[Collected data entries]
§ §
//! Tick-result behaviour tree.
//!
//! The control loop is one tree of named leaves ticked once per control
//! cycle against a shared context.  Every node returns a [`TickResult`]:
//!
//! | Result | Meaning |
//! |---|---|
//! | [`TickResult::Succeed`] | the node's work is done |
//! | [`TickResult::Continue`] | still running; stop here and come back next tick |
//! | [`TickResult::Fail`] | the node failed, with the reason |
//!
//! # Composites
//!
//! | Node type    | Description                                                          |
//! |--------------|----------------------------------------------------------------------|
//! | [`Sequence`] | Ticks children in order; stops at the first `Fail` or `Continue`.    |
//! | [`Selector`] | Ticks children in order; stops at the first `Succeed` or `Continue`. |
//! | [`Leaf`]     | Runs a closure over the context and returns its result.              |
//!
//! [`Sequence`]: BehaviorNode::Sequence
//! [`Selector`]: BehaviorNode::Selector
//! [`Leaf`]: BehaviorNode::Leaf
//!
//! # Example
//!
//! ```rust
//! use motum_runtime::behavior_tree::{BehaviorNode, TickResult};
//!
//! let mut tree = BehaviorNode::sequence("count", vec![
//!     BehaviorNode::leaf("bump", |n: &mut u32| {
//!         *n += 1;
//!         TickResult::Succeed
//!     }),
//!     BehaviorNode::leaf("enough", |n: &mut u32| {
//!         if *n >= 3 { TickResult::Succeed } else { TickResult::Continue }
//!     }),
//! ]);
//!
//! let mut n = 0;
//! assert_eq!(tree.tick(&mut n), TickResult::Continue);
//! assert_eq!(tree.tick(&mut n), TickResult::Continue);
//! assert_eq!(tree.tick(&mut n), TickResult::Succeed);
//! ```

use motum_types::MotumError;

// ─────────────────────────────────────────────────────────────────────────────
// TickResult
// ─────────────────────────────────────────────────────────────────────────────

/// Outcome of ticking a node once.
#[derive(Debug, Clone, PartialEq)]
pub enum TickResult {
    Continue,
    Succeed,
    Fail(MotumError),
}

impl TickResult {
    /// `Continue` and `Succeed` are not failures.
    pub fn is_fail(&self) -> bool {
        matches!(self, TickResult::Fail(_))
    }

    /// `Succeed` and `Fail` end whatever was ticking.
    pub fn is_terminal(&self) -> bool {
        !matches!(self, TickResult::Continue)
    }
}

impl From<Result<(), MotumError>> for TickResult {
    fn from(result: Result<(), MotumError>) -> Self {
        match result {
            Ok(()) => TickResult::Succeed,
            Err(e) => TickResult::Fail(e),
        }
    }
}

/// Run `children` in order until one does not succeed.
pub fn sequence<I>(children: I) -> TickResult
where
    I: IntoIterator,
    I::Item: FnOnce() -> TickResult,
{
    for child in children {
        match child() {
            TickResult::Succeed => continue,
            other => return other,
        }
    }
    TickResult::Succeed
}

/// Run `children` in order until one does not fail.  When every child fails
/// the last failure is returned; an empty selector fails with `empty`.
pub fn selector<I>(children: I, empty: impl FnOnce() -> MotumError) -> TickResult
where
    I: IntoIterator,
    I::Item: FnOnce() -> TickResult,
{
    let mut last = None;
    for child in children {
        match child() {
            TickResult::Fail(e) => last = Some(e),
            other => return other,
        }
    }
    TickResult::Fail(last.unwrap_or_else(empty))
}

// ─────────────────────────────────────────────────────────────────────────────
// BehaviorNode
// ─────────────────────────────────────────────────────────────────────────────

type Action<C> = Box<dyn FnMut(&mut C) -> TickResult + Send>;

/// A node in a behaviour tree over context `C`.
pub enum BehaviorNode<C> {
    Sequence {
        name: String,
        children: Vec<BehaviorNode<C>>,
    },
    Selector {
        name: String,
        children: Vec<BehaviorNode<C>>,
    },
    Leaf {
        name: String,
        action: Action<C>,
    },
}

impl<C> BehaviorNode<C> {
    /// `action` is called exactly once per [`tick`][BehaviorNode::tick] that
    /// reaches it.
    pub fn leaf(name: impl Into<String>, action: impl FnMut(&mut C) -> TickResult + Send + 'static) -> Self {
        BehaviorNode::Leaf {
            name: name.into(),
            action: Box::new(action),
        }
    }

    pub fn sequence(name: impl Into<String>, children: Vec<BehaviorNode<C>>) -> Self {
        BehaviorNode::Sequence {
            name: name.into(),
            children,
        }
    }

    pub fn selector(name: impl Into<String>, children: Vec<BehaviorNode<C>>) -> Self {
        BehaviorNode::Selector {
            name: name.into(),
            children,
        }
    }

    pub fn name(&self) -> &str {
        match self {
            BehaviorNode::Sequence { name, .. }
            | BehaviorNode::Selector { name, .. }
            | BehaviorNode::Leaf { name, .. } => name,
        }
    }

    /// Names of every leaf, depth first.
    pub fn leaves(&self) -> Vec<&str> {
        match self {
            BehaviorNode::Leaf { name, .. } => vec![name.as_str()],
            BehaviorNode::Sequence { children, .. } | BehaviorNode::Selector { children, .. } => {
                children.iter().flat_map(BehaviorNode::leaves).collect()
            }
        }
    }

    pub fn tick(&mut self, ctx: &mut C) -> TickResult {
        match self {
            BehaviorNode::Leaf { action, .. } => action(ctx),
            BehaviorNode::Sequence { children, .. } => {
                for child in children.iter_mut() {
                    match child.tick(ctx) {
                        TickResult::Succeed => continue,
                        other => return other,
                    }
                }
                TickResult::Succeed
            }
            BehaviorNode::Selector { name, children } => {
                let mut last = None;
                for child in children.iter_mut() {
                    match child.tick(ctx) {
                        TickResult::Fail(e) => last = Some(e),
                        other => return other,
                    }
                }
                TickResult::Fail(
                    last.unwrap_or_else(|| MotumError::InvalidGoal(format!("selector \"{name}\" has no children"))),
                )
            }
        }
    }
}

#[cfg(test)]
mod tests {
    use super::*;

    type Trace = Vec<&'static str>;

    fn leaf(name: &'static str, result: TickResult) -> BehaviorNode<Trace> {
        BehaviorNode::leaf(name, move |trace: &mut Trace| {
            trace.push(name);
            result.clone()
        })
    }

    fn fail() -> TickResult {
        TickResult::Fail(MotumError::InfeasibleSolve("no".into()))
    }

    #[test]
    fn sequence_runs_all_children_on_success() {
        let mut tree = BehaviorNode::sequence(
            "s",
            vec![leaf("a", TickResult::Succeed), leaf("b", TickResult::Succeed)],
        );
        let mut trace = Trace::new();
        assert_eq!(tree.tick(&mut trace), TickResult::Succeed);
        assert_eq!(trace, vec!["a", "b"]);
    }

    #[test]
    fn sequence_stops_at_first_failure() {
        let mut tree = BehaviorNode::sequence(
            "s",
            vec![leaf("a", TickResult::Succeed), leaf("b", fail()), leaf("c", TickResult::Succeed)],
        );
        let mut trace = Trace::new();
        assert_eq!(tree.tick(&mut trace), fail());
        assert_eq!(trace, vec!["a", "b"]);
    }

    #[test]
    fn sequence_pauses_on_continue() {
        let mut tree = BehaviorNode::sequence(
            "s",
            vec![leaf("a", TickResult::Continue), leaf("b", TickResult::Succeed)],
        );
        let mut trace = Trace::new();
        assert_eq!(tree.tick(&mut trace), TickResult::Continue);
        assert_eq!(trace, vec!["a"]);
    }

    #[test]
    fn empty_sequence_succeeds() {
        let mut tree = BehaviorNode::<Trace>::sequence("s", vec![]);
        assert_eq!(tree.tick(&mut Trace::new()), TickResult::Succeed);
    }

    #[test]
    fn selector_stops_at_first_success() {
        let mut tree = BehaviorNode::selector(
            "sel",
            vec![leaf("a", fail()), leaf("b", TickResult::Succeed), leaf("c", fail())],
        );
        let mut trace = Trace::new();
        assert_eq!(tree.tick(&mut trace), TickResult::Succeed);
        assert_eq!(trace, vec!["a", "b"]);
    }

    #[test]
    fn selector_returns_last_failure() {
        let mut tree = BehaviorNode::selector(
            "sel",
            vec![
                leaf("a", TickResult::Fail(MotumError::Cancelled("first".into()))),
                leaf("b", fail()),
            ],
        );
        assert_eq!(tree.tick(&mut Trace::new()), fail());
    }

    #[test]
    fn selector_pauses_on_continue() {
        let mut tree = BehaviorNode::selector(
            "sel",
            vec![leaf("a", fail()), leaf("b", TickResult::Continue), leaf("c", TickResult::Succeed)],
        );
        let mut trace = Trace::new();
        assert_eq!(tree.tick(&mut trace), TickResult::Continue);
        assert_eq!(trace, vec!["a", "b"]);
    }

    #[test]
    fn empty_selector_fails_with_its_name() {
        let mut tree = BehaviorNode::<Trace>::selector("sync", vec![]);
        let TickResult::Fail(e) = tree.tick(&mut Trace::new()) else {
            panic!("expected failure");
        };
        assert!(e.to_string().contains("sync"));
    }

    #[test]
    fn nested_selector_inside_sequence() {
        let mut tree = BehaviorNode::sequence(
            "outer",
            vec![
                BehaviorNode::selector("pick", vec![leaf("x", fail()), leaf("y", TickResult::Succeed)]),
                leaf("z", TickResult::Succeed),
            ],
        );
        let mut trace = Trace::new();
        assert_eq!(tree.tick(&mut trace), TickResult::Succeed);
        assert_eq!(trace, vec!["x", "y", "z"]);
        assert_eq!(tree.leaves(), vec!["x", "y", "z"]);
        assert_eq!(tree.name(), "outer");
    }

    #[test]
    fn combinator_functions_match_node_semantics() {
        let calls = std::cell::Cell::new(0);
        let step = |r: TickResult| {
            let calls = &calls;
            move || {
                calls.set(calls.get() + 1);
                r
            }
        };
        assert_eq!(sequence([step(TickResult::Succeed), step(fail()), step(TickResult::Succeed)]), fail());
        assert_eq!(calls.get(), 2);

        calls.set(0);
        let r = selector([step(fail()), step(TickResult::Succeed)], || MotumError::InvalidGoal("empty".into()));
        assert_eq!(r, TickResult::Succeed);
        assert_eq!(calls.get(), 2);

        let none: [fn() -> TickResult; 0] = [];
        assert_eq!(
            selector(none, || MotumError::InvalidGoal("empty".into())),
            TickResult::Fail(MotumError::InvalidGoal("empty".into()))
        );
    }

    #[test]
    fn results_convert_from_unit_results() {
        assert_eq!(TickResult::from(Ok(())), TickResult::Succeed);
        assert!(TickResult::from(Err(MotumError::Cancelled("x".into()))).is_fail());
        assert!(!TickResult::Continue.is_terminal());
    }
}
§ §
Exercise instructions: What is needed is an exact repetition of the lines from the first line of the records through the line containing "next tick |", both ends included, and nothing more.

Written response:
//! Tick-result behaviour tree.
//!
//! The control loop is one tree of named leaves ticked once per control
//! cycle against a shared context.  Every node returns a [`TickResult`]:
//!
//! | Result | Meaning |
//! |---|---|
//! | [`TickResult::Succeed`] | the node's work is done |
//! | [`TickResult::Continue`] | still running; stop here and come back next tick |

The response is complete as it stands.